### What is needed
Copy out exactly the lines below that run from the one holding "文件加载，也可以作为 Tauri 插件配置" to the one holding "pub const DEFAULT_PICTURES_DIR: &str", keeping both of those lines and no others.

········

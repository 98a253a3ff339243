// src/transport/mod.rs
// =============================================================================
// The HTTP capability everything else is built on.
//
// The fetcher and the link prober never talk to reqwest directly. They take an
// `Arc<dyn HttpTransport>`, so tests can swap in a fake that answers per host
// name without touching the network.
//
// Submodules:
// - client: the production transport, backed by reqwest
// - fake: a scripted transport for tests
// =============================================================================

mod client;
#[cfg(test)]
pub mod fake;

pub use client::ReqwestTransport;

use async_trait::async_trait;
use futures::stream::{BoxStream, StreamExt};
use reqwest::{Method, StatusCode};
use std::fmt;
use url::Url;

use crate::error::TransportError;

/// A request the transport should send. No body, ever.
#[derive(Debug, Clone, PartialEq, Eq)]
pub struct HttpRequest {
    pub method: Method,
    pub url: Url,
}

impl HttpRequest {
    pub fn get(url: Url) -> Self {
        Self {
            method: Method::GET,
            url,
        }
    }

    /// A probe: headers only, no body download.
    pub fn head(url: Url) -> Self {
        Self {
            method: Method::HEAD,
            url,
        }
    }
}

/// Status plus a lazily read body.
///
/// The body is a stream owned by this value. Dropping the response closes
/// the stream and hands the connection back, whichever path we leave on.
pub struct HttpResponse {
    status: StatusCode,
    body: BoxStream<'static, Result<Vec<u8>, TransportError>>,
}

impl HttpResponse {
    pub fn new(
        status: StatusCode,
        body: BoxStream<'static, Result<Vec<u8>, TransportError>>,
    ) -> Self {
        Self { status, body }
    }

    pub fn status(&self) -> StatusCode {
        self.status
    }

    /// Reads the whole body into memory.
    ///
    /// Takes `self` by value: once the body is read the response is used up.
    pub async fn into_bytes(mut self) -> Result<Vec<u8>, TransportError> {
        let mut buffer = Vec::new();
        // next() yields Some(chunk) until the stream ends, then None.
        // A chunk error stops the loop and is returned by `?`
        while let Some(chunk) = self.body.next().await {
            buffer.extend_from_slice(&chunk?);
        }
        Ok(buffer)
    }
}

impl fmt::Debug for HttpResponse {
    fn fmt(&self, f: &mut fmt::Formatter<'_>) -> fmt::Result {
        f.debug_struct("HttpResponse")
            .field("status", &self.status)
            .finish_non_exhaustive()
    }
}

// Decides whether a status counts as a failure
//
// Every status from 400 upwards does, standard or not. StatusCode's own
// is_client_error() / is_server_error() stop at 599, but servers may send
// anything up to 999 (LinkedIn answers bots with 999).
pub fn is_error_status(status: StatusCode) -> bool {
    status.as_u16() >= 400
}

/// Sends one request and returns the response head.
///
/// Implementations must not follow the returned status (a 404 is a normal
/// `Ok`); only failures to get a response at all are errors.
#[async_trait]
pub trait HttpTransport: Send + Sync {
    async fn execute(&self, request: HttpRequest) -> Result<HttpResponse, TransportError>;
}

// -----------------------------------------------------------------------------
// BEGINNER NOTES:
//
// 1. Why #[async_trait]?
//    - `async fn` in a trait used as `dyn HttpTransport` needs its future
//      boxed; the async_trait macro writes that boxing for us
//
// 2. Why Send + Sync on the trait?
//    - The transport is shared through an Arc by tasks on several threads
//    - Send: can be moved to another thread; Sync: can be used from several
//
// 3. What is a BoxStream?
//    - A heap-allocated stream with its concrete type hidden
//    - Lets the real client and the test fake return the same type
// -----------------------------------------------------------------------------
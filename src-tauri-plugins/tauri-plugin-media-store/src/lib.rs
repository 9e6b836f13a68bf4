use tauri::{
  plugin::{Builder, TauriPlugin},
  Manager, Runtime,
};

pub use gallery_saver_core::{GallerySettings, MethodCall, MethodResult, SavedImage};
pub use models::*;

#[cfg(desktop)]
mod desktop;
#[cfg(mobile)]
mod mobile;

mod blocking;
mod commands;
mod error;
mod models;

pub use error::{Error, Result};

#[cfg(desktop)]
use desktop::MediaStorePlugin;
#[cfg(mobile)]
use mobile::MediaStorePlugin;

/// Extensions to [`tauri::App`], [`tauri::AppHandle`] and [`tauri::Window`] to access the media-store APIs.
pub trait MediaStoreExt<R: Runtime> {
  fn media_store(&self) -> &MediaStorePlugin<R>;
}

impl<R: Runtime, T: Manager<R>> crate::MediaStoreExt<R> for T {
  fn media_store(&self) -> &MediaStorePlugin<R> {
    self.state::<MediaStorePlugin<R>>().inner()
  }
}

/// Initializes the plugin. 配置取自 `plugins.media-store`，缺省时使用默认值。
pub fn init<R: Runtime>() -> TauriPlugin<R, Option<GallerySettings>> {
  Builder::<R, Option<GallerySettings>>::new("media-store")
    .invoke_handler(tauri::generate_handler![
      commands::save_image,
      commands::invoke_method,
    ])
    .setup(|app, api| {
      let settings = api.config().clone().unwrap_or_default();
      settings.validate()?;
      #[cfg(mobile)]
      let media_store = mobile::init(app, api, settings)?;
      #[cfg(desktop)]
      let media_store = desktop::init(app, api, settings)?;
      app.manage(media_store);
      Ok(())
    })
    .build()
}
//! 保存行为配置。既可以从 JSON 文件加载，也可以作为 Tauri 插件配置
//! （`plugins.media-store`）直接反序列化。

use serde::{Deserialize, Serialize};
use std::fs;
use std::path::{Path, PathBuf};

use crate::models::SCOPED_STORAGE_MIN_SDK;

/// 构建时注入的默认相册名（见 build.rs）。
pub const DEFAULT_ALBUM: &str = env!("GALLERY_DEFAULT_ALBUM");
pub const DEFAULT_PICTURES_DIR: &str = "Pictures";
pub const DEFAULT_MIME_TYPE: &str = "image/jpeg";

#[derive(Debug, thiserror::Error)]
pub enum SettingsError {
    #[error("Failed to read settings file {path}: {source}")]
    Read {
        path: PathBuf,
        #[source]
        source: std::io::Error,
    },
    #[error("Failed to write settings file {path}: {source}")]
    Write {
        path: PathBuf,
        #[source]
        source: std::io::Error,
    },
    #[error("Failed to parse settings JSON: {0}")]
    Parse(#[from] serde_json::Error),
    #[error("Invalid setting `{key}`: {reason}")]
    Invalid { key: &'static str, reason: String },
}

/// 复制失败后对已分配条目的处理方式。
#[derive(Debug, Clone, Copy, Default, PartialEq, Eq, Serialize, Deserialize)]
#[serde(rename_all = "camelCase")]
pub enum OrphanPolicy {
    /// 删除残留条目，相册里不会出现 0 字节/半截图片
    #[default]
    Delete,
    /// 保留残留条目，交给媒体库自行处理
    Keep,
}

#[derive(Debug, Clone, PartialEq, Eq, Serialize, Deserialize)]
#[serde(rename_all = "camelCase", default)]
pub struct GallerySettings {
    /// 相册目录名
    pub album: String,
    pub pictures_dir: String,
    pub mime_type: String,
    pub orphan_policy: OrphanPolicy,
    pub scoped_storage_min_sdk: u32,
}

impl Default for GallerySettings {
    fn default() -> Self {
        Self {
            album: DEFAULT_ALBUM.to_string(),
            pictures_dir: DEFAULT_PICTURES_DIR.to_string(),
            mime_type: DEFAULT_MIME_TYPE.to_string(),
            orphan_policy: OrphanPolicy::default(),
            scoped_storage_min_sdk: SCOPED_STORAGE_MIN_SDK,
        }
    }
}

impl GallerySettings {
    /// `Pictures/<album>`，作为 RELATIVE_PATH 提示。
    pub fn relative_path(&self) -> String {
        format!(
            "{}/{}",
            self.pictures_dir.trim_end_matches('/'),
            self.album
        )
    }

    pub fn from_json_str(content: &str) -> Result<Self, SettingsError> {
        // 空内容按默认值处理
        if content.trim().is_empty() {
            return Ok(Self::default());
        }
        let settings: Self = serde_json::from_str(content)?;
        settings.validate()?;
        Ok(settings)
    }

    /// 读取设置文件；文件不存在时返回默认值。
    pub fn load(file: &Path) -> Result<Self, SettingsError> {
        if !file.exists() {
            tracing::debug!(path = %file.display(), "settings file not found, using defaults");
            return Ok(Self::default());
        }
        let content = fs::read_to_string(file).map_err(|source| SettingsError::Read {
            path: file.to_path_buf(),
            source,
        })?;
        Self::from_json_str(&content)
    }

    /// 先写临时文件再替换，避免写到一半的配置被读到。
    pub fn save(&self, file: &Path) -> Result<(), SettingsError> {
        self.validate()?;
        let write_err = |source| SettingsError::Write {
            path: file.to_path_buf(),
            source,
        };
        if let Some(parent) = file.parent() {
            fs::create_dir_all(parent).map_err(write_err)?;
        }
        let content = serde_json::to_string_pretty(self)?;
        let tmp = file.with_extension("json.tmp");
        fs::write(&tmp, content).map_err(write_err)?;
        fs::rename(&tmp, file).map_err(write_err)?;
        Ok(())
    }

    pub fn validate(&self) -> Result<(), SettingsError> {
        let album = self.album.trim();
        if album.is_empty() {
            return Err(SettingsError::Invalid {
                key: "album",
                reason: "must not be empty".to_string(),
            });
        }
        if album != self.album {
            return Err(SettingsError::Invalid {
                key: "album",
                reason: format!("`{}` has leading or trailing whitespace", self.album),
            });
        }
        if album.contains(['/', '\\']) || album == "." || album == ".." {
            return Err(SettingsError::Invalid {
                key: "album",
                reason: format!("`{}` is not a single folder name", self.album),
            });
        }
        if self.pictures_dir.trim().is_empty() {
            return Err(SettingsError::Invalid {
                key: "picturesDir",
                reason: "must not be empty".to_string(),
            });
        }
        if !self.mime_type.contains('/') {
            return Err(SettingsError::Invalid {
                key: "mimeType",
                reason: format!("`{}` is not a MIME type", self.mime_type),
            });
        }
        Ok(())
    }
}
use std::io::{self, BufWriter, Write};
use std::sync::Arc;

use base64::Engine;
use gallery_saver_core::{
  GallerySaver, GallerySettings, LatchedWriter, MediaChannel, MediaHandle, MediaMetadata, MediaStore,
  PlatformInfo,
};
use serde::de::DeserializeOwned;
use tauri::{
  plugin::{PluginApi, PluginHandle},
  AppHandle, Runtime,
};

use crate::models::*;
use crate::{MethodCall, MethodResult, SavedImage};

/// 每次跨桥写入的数据量，避免每 8KB 调一次 Kotlin。
const CHUNK_SIZE: usize = 512 * 1024;

// initializes the Kotlin plugin class
pub fn init<R: Runtime, C: DeserializeOwned>(
  _app: &AppHandle<R>,
  api: PluginApi<R, C>,
  settings: GallerySettings,
) -> crate::Result<MediaStorePlugin<R>> {
  let handle = api.register_android_plugin("app.gallerysaver.plugin.mediastore", "MediaStorePlugin")?;
  let info: PlatformInfoResponse = handle.run_mobile_plugin("platformInfo", ())?;
  tracing::info!(sdk_int = info.sdk_int, album = %settings.album, "media-store plugin ready");

  let saver = GallerySaver::with_settings(
    PluginMediaStore(Arc::new(handle)),
    PlatformInfo::new(info.sdk_int),
    settings,
  );
  Ok(MediaStorePlugin {
    channel: Arc::new(MediaChannel::new(saver)),
  })
}

/// Access to the media-store APIs.
pub struct MediaStorePlugin<R: Runtime> {
  channel: Arc<MediaChannel<PluginMediaStore<R>>>,
}

impl<R: Runtime> MediaStorePlugin<R> {
  pub async fn save_image(&self, path: Option<String>) -> crate::Result<SavedImage> {
    crate::blocking::save_image(self.channel.clone(), path).await
  }

  pub async fn handle(&self, call: MethodCall) -> crate::Result<MethodResult> {
    crate::blocking::handle(self.channel.clone(), call).await
  }
}

/// 通过 Kotlin 插件访问 ContentResolver 的媒体库实现。
pub struct PluginMediaStore<R: Runtime>(Arc<PluginHandle<R>>);

fn bridge_err(e: tauri::plugin::mobile::PluginInvokeError) -> io::Error {
  io::Error::other(e.to_string())
}

impl<R: Runtime> MediaStore for PluginMediaStore<R> {
  type Writer = BufWriter<LatchedWriter<EntryWriter<R>>>;

  fn insert(&self, metadata: &MediaMetadata) -> io::Result<Option<MediaHandle>> {
    let resp: InsertImageResponse = self
      .0
      .run_mobile_plugin(
        "insertImage",
        InsertImageArgs {
          display_name: metadata.display_name.clone(),
          mime_type: metadata.mime_type.clone(),
          relative_path: metadata.relative_path.clone(),
        },
      )
      .map_err(bridge_err)?;
    Ok(resp.uri.map(MediaHandle::new))
  }

  fn open_write_stream(&self, handle: &MediaHandle) -> io::Result<Self::Writer> {
    // 相当于 openOutputStream(uri, "wt")：确认条目可写并清空
    self
      .0
      .run_mobile_plugin::<()>(
        "truncateEntry",
        EntryArgs {
          uri: handle.to_string(),
        },
      )
      .map_err(bridge_err)?;
    // 写失败后不再跨桥（BufWriter drop 时的 flush 也会被拦下）
    Ok(BufWriter::with_capacity(
      CHUNK_SIZE,
      LatchedWriter::new(EntryWriter {
        handle: self.0.clone(),
        uri: handle.to_string(),
      }),
    ))
  }

  fn delete(&self, handle: &MediaHandle) -> io::Result<()> {
    self
      .0
      .run_mobile_plugin::<()>(
        "deleteEntry",
        EntryArgs {
          uri: handle.to_string(),
        },
      )
      .map_err(bridge_err)
  }
}

/// 追加写入一个媒体条目；每次 write 对应一次 writeChunk。
pub struct EntryWriter<R: Runtime> {
  handle: Arc<PluginHandle<R>>,
  uri: String,
}

impl<R: Runtime> Write for EntryWriter<R> {
  fn write(&mut self, buf: &[u8]) -> io::Result<usize> {
    if buf.is_empty() {
      return Ok(0);
    }
    self
      .handle
      .run_mobile_plugin::<()>(
        "writeChunk",
        WriteChunkArgs {
          uri: self.uri.clone(),
          data: base64::engine::general_purpose::STANDARD.encode(buf),
        },
      )
      .map_err(bridge_err)?;
    Ok(buf.len())
  }

  fn flush(&mut self) -> io::Result<()> {
    Ok(())
  }
}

········

### Solution
//! 保存行为配置。既可以从 JSON 文件加载，也可以作为 Tauri 插件配置
//! （`plugins.media-store`）直接反序列化。

use serde::{Deserialize, Serialize};
use std::fs;
use std::path::{Path, PathBuf};

use crate::models::SCOPED_STORAGE_MIN_SDK;

/// 构建时注入的默认相册名（见 build.rs）。
pub const DEFAULT_ALBUM: &str = env!("GALLERY_DEFAULT_ALBUM");
pub const DEFAULT_PICTURES_DIR: &str = "Pictures";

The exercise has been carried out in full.